Only in the last few years has non-
alcoholic steatohepatitis been recognized as an important and relatively common
liver disease. To date, the therapeutic options are limited,
vitamin E and
metformin have been proposed for the treatment of this condition, although their mechanisms are not completely clarified as yet. The aim of this study was to investigate the anti-inflammatory and anti-oxidative mechanisms of these drugs in an experimental model of non-
alcoholic steatohepatitis in the young rat. Male rats, just after weaning, were divided into four groups: a control group that received a standard diet; a high fat diet group; two high fat diet fed groups treated with
vitamin E or
metformin, respectively. After 4 weeks, we evaluated in the liver the modification of lipid peroxidation, assessed by
malondialdehyde,
TNF-alpha levels, S-nitrosylated
protein, inducible
nitric oxide sinthase (iNOS), and
peroxisome proliferators-activated receptors (
PPAR) expression and
metalloproteinase activity.

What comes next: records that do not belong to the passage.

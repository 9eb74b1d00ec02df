//! Unified API error handling.

use axum::{
    Json,
    http::StatusCode,
    response::{IntoResponse, Response},
};
use serde::Serialize;
use thiserror::Error;
use tracing::{debug, error, warn};

use crate::auth::AuthError;
use crate::youtube::YouTubeError;

/// API error type with structured responses.
#[derive(Debug, Error)]
pub enum ApiError {
    #[error("{0}")]
    NotFound(String),

    #[error("{0}")]
    BadRequest(String),

    #[error("{0}")]
    Unauthorized(String),

    #[error("{0}")]
    Forbidden(String),

    #[error("{0}")]
    Conflict(String),

    #[error("{0}")]
    ServiceUnavailable(String),

    #[error("{0}")]
    BadGateway(String),

    #[error("{0}")]
    Internal(String),
}

impl ApiError {
    pub fn not_found(msg: impl Into<String>) -> Self {
        Self::NotFound(msg.into())
    }

    pub fn bad_request(msg: impl Into<String>) -> Self {
        Self::BadRequest(msg.into())
    }

    pub fn unauthorized(msg: impl Into<String>) -> Self {
        Self::Unauthorized(msg.into())
    }

    pub fn internal(msg: impl Into<String>) -> Self {
        Self::Internal(msg.into())
    }

    fn status_code(&self) -> StatusCode {
        match self {
            Self::NotFound(_) => StatusCode::NOT_FOUND,
            Self::BadRequest(_) => StatusCode::BAD_REQUEST,
            Self::Unauthorized(_) => StatusCode::UNAUTHORIZED,
            Self::Forbidden(_) => StatusCode::FORBIDDEN,
            Self::Conflict(_) => StatusCode::CONFLICT,
            Self::ServiceUnavailable(_) => StatusCode::SERVICE_UNAVAILABLE,
            Self::BadGateway(_) => StatusCode::BAD_GATEWAY,
            Self::Internal(_) => StatusCode::INTERNAL_SERVER_ERROR,
        }
    }

    /// Categorize an anyhow error from the service layer by its message.
    /// Services phrase their failures consistently; anything unrecognized is
    /// an internal error.
    pub fn from_anyhow(err: anyhow::Error) -> Self {
        let msg = err.to_string();
        let msg_lower = msg.to_lowercase();

        if msg_lower.contains("not found") {
            ApiError::NotFound(msg)
        } else if msg_lower.contains("already taken") || msg_lower.contains("already exists") {
            ApiError::Conflict(msg)
        } else if msg_lower.contains("invalid") || msg_lower.contains("must be") {
            ApiError::BadRequest(msg)
        } else if msg_lower.contains("unavailable") || msg_lower.contains("connection refused") {
            ApiError::ServiceUnavailable(msg)
        } else {
            ApiError::Internal(msg)
        }
    }
}

/// Error response body, matching the shape the frontend expects.
#[derive(Debug, Serialize)]
pub struct ErrorBody {
    pub message: String,
}

impl IntoResponse for ApiError {
    fn into_response(self) -> Response {
        let status = self.status_code();
        let message = self.to_string();

        match &self {
            ApiError::Internal(msg) | ApiError::BadGateway(msg) => {
                error!(status = %status, message = %msg, "API error");
            }
            ApiError::ServiceUnavailable(msg) => {
                warn!(message = %msg, "service unavailable");
            }
            _ => {
                debug!(status = %status, message = %message, "client error");
            }
        }

        (status, Json(ErrorBody { message })).into_response()
    }
}

impl From<anyhow::Error> for ApiError {
    fn from(err: anyhow::Error) -> Self {
        Self::from_anyhow(err)
    }
}

impl From<AuthError> for ApiError {
    fn from(err: AuthError) -> Self {
        match err {
            AuthError::MissingCredential => {
                ApiError::Unauthorized("Unauthorized: No token provided".to_string())
            }
            AuthError::InvalidCredential { .. } => {
                ApiError::Unauthorized("Unauthorized: Invalid token".to_string())
            }
            AuthError::ExpiredCredential => ApiError::Unauthorized("Token expired".to_string()),
            AuthError::MisconfiguredServer => {
                ApiError::Internal("Server misconfiguration".to_string())
            }
        }
    }
}

impl From<YouTubeError> for ApiError {
    fn from(err: YouTubeError) -> Self {
        match err {
            YouTubeError::MissingApiKey => ApiError::Internal(err.to_string()),
            YouTubeError::QuotaExceeded => ApiError::Forbidden(err.to_string()),
            YouTubeError::BadRequest(msg) => ApiError::BadRequest(msg),
            YouTubeError::NotFound(msg) => ApiError::NotFound(msg),
            YouTubeError::Upstream(msg) => ApiError::BadGateway(msg),
        }
    }
}

/// Result type for API handlers.
pub type ApiResult<T> = Result<T, ApiError>;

High fat diet increased
malondialdehyde, nitrotyrosilated
proteins, and
TNF-alpha tissue content. Moreover, a decrease of
PPAR-alpha and an increase of
PPAR-gamma expression were observed. An increase of
metalloproteinase activity was also shown. Among drug treatments,
metformin reduced
body weight gain and fat mass,
metalloproteinase activity, and
TNF-alpha tissue content, while it restored
PPAR-alpha expression and downregulated
PPAR-gamma expression.
Vitamin E reduced the oxidative damage,
protein nitrotyrosilation, and tissue
TNF-alpha levels. Moreover a decrease of
PPAR-gamma expression was also shown. These findings confirm the efficacy of both drugs as therapeutic tools in preventing the early onset of liver damage and
non-alcoholic fatty liver disease progression.